# Explore clustering algorithm confidence discounting
The proposed clustering algorithm confidence discounting algorithm (https://github.com/e-mission/e-mission-docs/issues/663#issuecomment-898994131) has several parameters that may be tuned. This is to explore what they should be set to and whether the algorithm works well overall.

For now, I will not do the full testing, which would consist of a train/test split, running the clustering on only the training data, then comparing the calculated p-values to how well each cluster actually does at predicting test trips.
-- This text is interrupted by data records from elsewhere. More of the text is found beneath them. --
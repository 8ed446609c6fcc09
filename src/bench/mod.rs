//! 基准测试：任务集加载、串行运行器、鲁棒性扰动、汇总报表

pub mod perturbation;
pub mod report;
pub mod runner;
pub mod suite;

pub use perturbation::{
    perturb_agent, PerturbationConfig, PerturbationKind, PerturbationLevel, PerturbationPlan,
    PerturbationRecord, Perturber, PerturbedLlm,
};
pub use report::{estimate_cost, BenchReport, CostEstimate, EfficiencyMetrics};
pub use runner::BenchRunner;
pub use suite::TaskSuite;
First, let's get some users. We select only users who have at least 30 confirmed trips.

In [None]:
# Copypasted from Explore stage before vs after; TODO refactor into a module
import emission.storage.timeseries.abstract_timeseries as esta

EXCLUDE_UUIDS = [UUID(s) for s in input("Enter UUIDs to exclude, separated by spaces: ").split(" ") if len(s) > 0]
REQUIRED_TRIPS_TOTAL = 30

def filter_update(new, old, reason):
    print(f"Excluded {len(old)-len(new)} users, left with {len(new)}: {reason}")

all_users = esta.TimeSeries.get_uuid_list()
confirmed_trip_df_map = {}
print(f"Working with {len(all_users)} initial users")
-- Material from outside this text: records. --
//! 世界状态与环境协作方
//!
//! 引擎本身从不直接调用 Environment；只有动作处理器读写世界，基准运行器在任务之间 reset / apply。
//! 共享世界上的并发运行不安全，需由调用方串行化（BenchRunner 逐个任务执行）。

use std::collections::BTreeMap;
use std::sync::{Mutex, MutexGuard};

use serde::{Deserialize, Serialize};

/// 世界快照：机器人位置、人员与物体位置、可达地点
#[derive(Debug, Clone, PartialEq, Eq, Serialize, Deserialize)]
pub struct WorldState {
    pub robot_location: String,
    #[serde(default)]
    pub people_locations: BTreeMap<String, String>,
    #[serde(default)]
    pub objects_locations: BTreeMap<String, String>,
    #[serde(default)]
    pub available_locations: Vec<String>,
}

impl Default for WorldState {
    /// 住宅场景：机器人在门厅，几位常驻人员与物品
    fn default() -> Self {
        let locations = [
            "living room",
            "kitchen",
            "bedroom",
            "gym",
            "entrance hall",
        ];
        let people = [
            ("Alice", "kitchen"),
            ("Tomas", "living room"),
            ("Maria", "bedroom"),
            ("David", "gym"),
        ];
        let objects = [
            ("keys", "living room"),
            ("book", "bedroom"),
            ("first aid kit", "kitchen"),
            ("exercise ball", "gym"),
        ];
        Self {
            robot_location: "entrance hall".to_string(),
            people_locations: people
                .iter()
                .map(|(p, l)| (p.to_string(), l.to_string()))
                .collect(),
            objects_locations: objects
                .iter()
                .map(|(o, l)| (o.to_string(), l.to_string()))
                .collect(),
            available_locations: locations.iter().map(|s| s.to_string()).collect(),
        }
    }
}

impl WorldState {
    /// 大小写不敏感、下划线视同空格地匹配地点；返回规范名称
    pub fn resolve_location(&self, name: &str) -> Option<&str> {
        let wanted = normalize(name);
        self.available_locations
            .iter()
            .find(|l| normalize(l) == wanted)
            .map(|s| s.as_str())
    }

    /// 大小写不敏感地查找人员，返回 (规范名, 位置)
    pub fn person(&self, name: &str) -> Option<(&str, &str)> {
        let wanted = normalize(name);
        self.people_locations
            .iter()
            .find(|(p, _)| normalize(p) == wanted)
            .map(|(p, l)| (p.as_str(), l.as_str()))
    }

    pub fn object(&self, name: &str) -> Option<(&str, &str)> {
        let wanted = normalize(name);
        self.objects_locations
            .iter()
            .find(|(o, _)| normalize(o) == wanted)
            .map(|(o, l)| (o.as_str(), l.as_str()))
    }

    pub fn people_at(&self, location: &str) -> Vec<&str> {
        self.people_locations
            .iter()
            .filter(|(_, l)| l.as_str() == location)
            .map(|(p, _)| p.as_str())
            .collect()
    }

    pub fn objects_at(&self, location: &str) -> Vec<&str> {
        self.objects_locations
            .iter()
            .filter(|(_, l)| l.as_str() == location)
            .map(|(o, _)| o.as_str())
            .collect()
    }

    pub fn describe(&self) -> String {
        let mut lines = vec![
            format!("Robot location: {}", self.robot_location),
            format!(
                "Available locations ({}): {}",
                self.available_locations.len(),
                self.available_locations.join(", ")
            ),
            format!("People ({}):", self.people_locations.len()),
        ];
        for (person, loc) in &self.people_locations {
            lines.push(format!("  - {}: {}", person, loc));
        }
        lines.push(format!("Objects ({}):", self.objects_locations.len()));
        for (obj, loc) in &self.objects_locations {
            lines.push(format!("  - {}: {}", obj, loc));
        }
        lines.join("\n")
    }
}

fn normalize(s: &str) -> String {
    s.trim().to_lowercase().replace('_', " ")
}

/// 环境协作方：由基准运行器在任务间调用
pub trait Environment: Send + Sync {
    /// 恢复初始状态
    fn reset(&self);
    /// 覆盖为给定状态
    fn apply(&self, state: WorldState);
    fn describe(&self) -> String;
}

/// 内存模拟世界；动作处理器通过 Arc 共享
#[derive(Debug)]
pub struct SimulatedWorld {
    initial: WorldState,
    state: Mutex<WorldState>,
}

impl SimulatedWorld {
    pub fn new(initial: WorldState) -> Self {
        Self {
            state: Mutex::new(initial.clone()),
            initial,
        }
    }

    /// 当前状态的拷贝
    pub fn snapshot(&self) -> WorldState {
        self.lock().clone()
    }

    /// 在锁内读写状态
    pub fn with_state<R>(&self, f: impl FnOnce(&mut WorldState) -> R) -> R {
        f(&mut self.lock())
    }

    fn lock(&self) -> MutexGuard<'_, WorldState> {
        // 处理器 panic 不应让整个世界不可用
        self.state.lock().unwrap_or_else(|e| e.into_inner())
    }
}

impl Default for SimulatedWorld {
    fn default() -> Self {
        Self::new(WorldState::default())
    }
}

impl Environment for SimulatedWorld {
    fn reset(&self) {
        *self.lock() = self.initial.clone();
    }

    fn apply(&self, state: WorldState) {
        *self.lock() = state;
    }

    fn describe(&self) -> String {
        self.lock().describe()
    }
}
filter0_users = [u for u in all_users if u not in EXCLUDE_UUIDS]  # Users that we don't explicitly exclude
filter_update(filter0_users, all_users, "presence on exclusion list")

filter1_users = []  # Users with enough total trips
for u in filter0_users:
    ts = esta.TimeSeries.get_time_series(u)
    ct_df = ts.get_data_df("analysis/confirmed_trip")
    confirmed_trip_df_map[u] = ct_df
    if ct_df.shape[0] >= REQUIRED_TRIPS_TOTAL: filter1_users.append(u)
filter_update(filter1_users, filter0_users, "not enough total trips")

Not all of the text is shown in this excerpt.